In this article I'll go over how to improve the technique using indirect compute shaders.
We'll be using OpenGL for simplicity but the code is practically identical on different
platforms
Recap
We will go over the steps briefly again, but the previous article goes more in depth into the base technique
Previous articlePasses
The technique relies on 3 logical passes,
First we have to find where the object seams are.
Then we have to find the exact uv offset to each closest seam, we use to mirror around
after.
This is the expensive part so we should only do this on the pixels close to the seams
Image shows UV offsets to seam
Then by using these offsets to sample the other side of the seam, we can mirror the pixels.
This allows us to blend while keeping the texture detail of the object.
Outlined rock to show where the seam is; the mirror is not perfect, but that is barely noticeable in practice
Masking
Our first step is masking where the seams are.
There are many ways to check this.
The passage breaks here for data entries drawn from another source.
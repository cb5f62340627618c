//! Advisory pacing for methods trending toward their operating budget.

use serde_json::Value;
use std::sync::{Arc, Mutex};
use std::time::Duration;

use super::operating::OperatingLimiter;
use super::params::AdaptiveConfig;
use super::{batch_keys, lock, now_ms};

/// Delay used when the budget reset time has already passed.
const STALE_RESET_DELAY: Duration = Duration::from_secs(7);

#[derive(Debug, Clone, Default, PartialEq, Eq)]
pub struct AdaptiveStats {
    pub delays: u64,
    pub total_delay_ms: u64,
}

/// Suggests pauses before a method's budget runs out. It never refuses a call.
pub struct AdaptiveDelayer {
    config: Mutex<AdaptiveConfig>,
    operating: Arc<OperatingLimiter>,
    stats: Mutex<AdaptiveStats>,
}

impl AdaptiveDelayer {
    /// Creates a delayer reading usage from `operating`.
    pub fn new(config: AdaptiveConfig, operating: Arc<OperatingLimiter>) -> Self {
        Self {
            config: Mutex::new(config),
            operating,
            stats: Mutex::new(AdaptiveStats::default()),
        }
    }

    /// Always `true`: the delayer only paces.
    pub fn can_proceed(&self) -> bool {
        true
    }

    /// The pause suggested before calling `method`; the longest over sub-methods for `"batch"`.
    pub fn wait_if_needed(&self, method: &str, params: &Value) -> Duration {
        let config = lock(&self.config).clone();
        if !config.enabled {
            return Duration::ZERO;
        }

        let delay = if method == "batch" {
            batch_keys(params)
                .iter()
                .map(|key| self.delay_for(key, &config))
                .max()
                .unwrap_or(Duration::ZERO)
        } else {
            self.delay_for(method, &config)
        };

        if !delay.is_zero() {
            let mut stats = lock(&self.stats);
            stats.delays += 1;
            stats.total_delay_ms += delay.as_millis() as u64;
        }
        delay
    }

    fn delay_for(&self, method: &str, config: &AdaptiveConfig) -> Duration {
        let Some(usage) = self.operating.usage_percent(method) else {
            return Duration::ZERO;
        };
        if usage <= config.threshold_percent {
            return Duration::ZERO;
        }
        let Some(stats) = self.operating.method_stats(method) else {
            return Duration::ZERO;
        };

        let now = now_ms();
        let delay = if stats.operating_reset_at_ms > now {
            let millis = (stats.operating_reset_at_ms - now) as f64 * config.coefficient;
            Duration::from_millis(millis.max(0.0).round() as u64)
        } else {
            STALE_RESET_DELAY
        };
        let delay = delay.min(Duration::from_millis(config.max_delay_ms));

        tracing::debug!(
            method = %method,
            usage_percent = usage,
            delay_ms = delay.as_millis() as u64,
            "Adaptive delay before call"
        );
        delay
    }

    pub fn set_config(&self, config: AdaptiveConfig) {
        *lock(&self.config) = config;
    }

    pub fn stats(&self) -> AdaptiveStats {
        lock(&self.stats).clone()
    }

    pub fn reset_stats(&self) {
        *lock(&self.stats) = AdaptiveStats::default();
    }
}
To allow the most control over where the seams are, I
will be using a per-object ID
As an example, you can do this using either a stencil ID or a separate output in your
shading or GBuffer pass.
To find the seams we can run a basic outline shader on this:
// GLSL, Compute:
float aspect = float(u_resolution.x) / float(u_resolution.y);
vec2 directions[4] =
{
vec2(1, 0),
vec2(-1, 0),
vec2(0, aspect),
vec2(0, -aspect)
};
bool foundSeam = false;
// Scale by pixel's depth to make outlines not grow over distance
float maxRange = u_blendRadius / sceneDepth;
// Check in 4 cardinal directions for ID change
for (int i = 0; i < 4; i++)
{
vec2 offset = directions[i] * maxRange;
vec2 sampleUV = uv + offset;
uint otherId = textureLod(u_id, sampleUV,0).x;
// check if differing id
if (otherId != objectId)
{
foundSeam = true; // - Found seam!
}
}
if (foundSeam) {} // Now we can check if we found a seam
Now it might seem tempting to just return here if there is no seam and then run the expensive
part of the shader.
However, this would barely improve performance, which is why we will use indirect dispatches
Indirect compute shaders
GPU warps
But why would a return statement be so slow on the GPU?
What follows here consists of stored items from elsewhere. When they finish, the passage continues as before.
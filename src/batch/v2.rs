//! v2 batches: `{halt, cmd}` with one query string per command, answered by parallel
//! `result`, `result_error`, `result_total`, `result_next` and `result_time` members.

use serde_json::{Map, Value};

use super::{command_error, command_result, build_query, BatchCommand, BatchKey, CommandOutcome};
use crate::error::{codes, parse_error_payload};
use crate::result::{AjaxResult, PayloadTime};

pub(super) fn encode_array(commands: &[BatchCommand], halt_on_error: bool) -> Value {
    let cmd = commands.iter().map(|c| Value::String(command_line(c))).collect();
    envelope(Value::Array(cmd), halt_on_error)
}

pub(super) fn encode_object(commands: &[BatchCommand], halt_on_error: bool) -> Value {
    let cmd: Map<String, Value> = commands
        .iter()
        .map(|c| (c.key.to_string(), Value::String(command_line(c))))
        .collect();
    envelope(Value::Object(cmd), halt_on_error)
}

fn envelope(cmd: Value, halt_on_error: bool) -> Value {
    let mut body = Map::new();
    body.insert("halt".into(), Value::from(u8::from(halt_on_error)));
    body.insert("cmd".into(), cmd);
    Value::Object(body)
}

fn command_line(command: &BatchCommand) -> String {
    let query = build_query(&command.query);
    if query.is_empty() {
        command.method.clone()
    } else {
        format!("{}?{}", command.method, query)
    }
}

pub(super) fn decode(commands: &[BatchCommand], response: &AjaxResult) -> Vec<CommandOutcome> {
    let payload = response.data();
    let member = |name: &str, key: &BatchKey| lookup(payload.get(name), key);

    commands
        .iter()
        .map(|command| {
            let key = &command.key;
            let result = if let Some(err) = member("result_error", key) {
                let (code, description) = parse_error_payload(err)
                    .unwrap_or_else(|| (codes::INVALID_RESPONSE.to_string(), err.to_string()));
                Err(command_error(command, response, code, description))
            } else if let Some(data) = member("result", key) {
                let time = member("result_time", key)
                    .and_then(|t| serde_json::from_value::<PayloadTime>(t.clone()).ok())
                    .unwrap_or_default();
                Ok(command_result(
                    command,
                    response,
                    data.clone(),
                    member("result_next", key).and_then(Value::as_u64),
                    member("result_total", key).and_then(Value::as_u64),
                    time,
                ))
            } else {
                Err(command_error(
                    command,
                    response,
                    codes::INVALID_RESPONSE.to_string(),
                    format!("batch response has no result for command {key}"),
                ))
            };
            CommandOutcome {
                key: key.clone(),
                method: command.method.clone(),
                result,
            }
        })
        .collect()
}

/// Finds a command's entry in a `result_*` member, which may be a list or a map keyed by
/// position or name.
fn lookup<'a>(member: Option<&'a Value>, key: &BatchKey) -> Option<&'a Value> {
    match (member?, key) {
        (Value::Array(items), BatchKey::Index(i)) => items.get(*i),
        (Value::Object(map), BatchKey::Index(i)) => map.get(&i.to_string()),
        (Value::Object(map), BatchKey::Name(name)) => map.get(name),
        _ => None,
    }
}
//! Raw post and comment types shared by every source.

use chrono::{DateTime, Utc};
use serde::{Deserialize, Serialize};

/// A post pulled from a community source, normalized across platforms.
///
/// The synthetic `id` is always `"{source}_{source_id}"` so rows from
/// different platforms never collide. `raw` keeps the original payload
/// for backfills; it is never rewritten once stored.
#[derive(Debug, Clone, Serialize, Deserialize)]
pub struct Post {
    /// Synthetic id: `"{source}_{source_id}"`
    pub id: String,

    /// Source name (e.g. "reddit", "hn_ask")
    pub source: String,

    /// Platform-native id
    pub source_id: String,

    pub title: String,
    pub body: String,
    pub url: String,

    /// Platform-specific extras (subreddit, upvote ratio, flair, ...)
    pub platform_data: serde_json::Value,

    /// Upvotes / points
    pub score: i64,
    pub num_comments: i64,
    pub created_at: DateTime<Utc>,
    pub author: String,

    /// Configured category this post was fetched under
    pub category: String,

    /// Original payload, retained immutably for backfill
    pub raw: serde_json::Value,
}

impl Post {
    /// Build the synthetic id for a source/source_id pair.
    pub fn make_id(source: &str, source_id: &str) -> String {
        format!("{}_{}", source, source_id)
    }

    /// Subreddit if this post carries one in platform data.
    pub fn subreddit(&self) -> Option<&str> {
        self.platform_data.get("subreddit").and_then(|v| v.as_str())
    }

    /// Upvote ratio if the platform provides one (Reddit does).
    pub fn upvote_ratio(&self) -> Option<f32> {
        self.platform_data
            .get("upvote_ratio")
            .and_then(|v| v.as_f64())
            .map(|v| v as f32)
    }

    /// Title and body joined for text analysis.
    pub fn full_text(&self) -> String {
        if self.body.is_empty() {
            self.title.clone()
        } else {
            format!("{}\n\n{}", self.title, self.body)
        }
    }
}

/// A top-level comment attached to a post.
#[derive(Debug, Clone, Serialize, Deserialize)]
pub struct Comment {
    /// Database id (None until stored)
    pub id: Option<i64>,
    pub post_id: String,
    pub source: String,
    pub source_comment_id: String,
    pub author: String,
    pub body: String,
    pub score: i64,
    pub created_at: DateTime<Utc>,
}

/// A post together with its fetched comments, as returned by a source.
#[derive(Debug, Clone)]
pub struct FetchedPost {
    pub post: Post,
    pub comments: Vec<Comment>,
}

/// Why a post passed or failed the signal filter.
#[derive(Debug, Clone, Serialize, Deserialize)]
pub struct FilterReason {
    pub passed: bool,
    /// Gate that rejected the post, if any
    pub failed_gate: Option<String>,
    pub keyword_score: f32,
    pub pattern_score: f32,
    pub emotional_intensity: f32,
    pub quality_base: f32,
    /// Post type the thresholds were taken from
    pub post_type: String,
}

/// A post that passed the signal filter, with its deterministic score.
#[derive(Debug, Clone, Serialize, Deserialize)]
pub struct FilteredPost {
    /// Same id as the originating post
    pub post_id: String,
    /// Composite pain score in [0,1]
    pub pain_score: f32,
    pub matched_keywords: Vec<String>,
    pub matched_patterns: Vec<String>,
    pub emotional_intensity: f32,
    pub filter_reason: FilterReason,
}

#[cfg(test)]
mod tests {
    use super::*;

    #[test]
    fn synthetic_id_format() {
        assert_eq!(Post::make_id("reddit", "abc123"), "reddit_abc123");
    }

    #[test]
    fn full_text_skips_empty_body() {
        let post = crate::testing::post_builder("reddit", "p1")
            .title("Just a title")
            .body("")
            .build();
        assert_eq!(post.full_text(), "Just a title");
    }
}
This is due to how the GPU orders tasks.
(keep in mind i will be oversimplifying here)
When we run a compute dispatch on the GPU, our dispatch groups of threads are run in even
bigger groups
also called warps (or waves).
Let's say we run this
layout(local_size_x = 4, local_size_y = 4) in;
void main()
{
// Logic
}
glDispatchCompute(num_groups_x: 8, num_groups_y: 8, num_groups_z: 1);
This will run 32x32x1=1024 threads on our GPU
Let's say our GPU supports 32 threads in a warp,
That means our program will run in 32 warps of 32 threads.
Since these warps are executed together it has to wait for all threads in the warp to be
finished before starting a next one.
This is fine when all threads are basically the same duration but will slow things down
if
our threads have a lot of branching.
For example, if our program looked like this:
layout(local_size_x = 1, local_size_y = 1) in;
void main()
{
uint id = gl_GlobalInvocationID.x;
if (id % 2 != 0) // If the id is an odd number
{
sleep(500ms); // example, (sleep function doesn't actually exist)
}else {
return;
}
}
This means our warp will look like this
The warp takes ~500ms since it has to wait for the longest thread.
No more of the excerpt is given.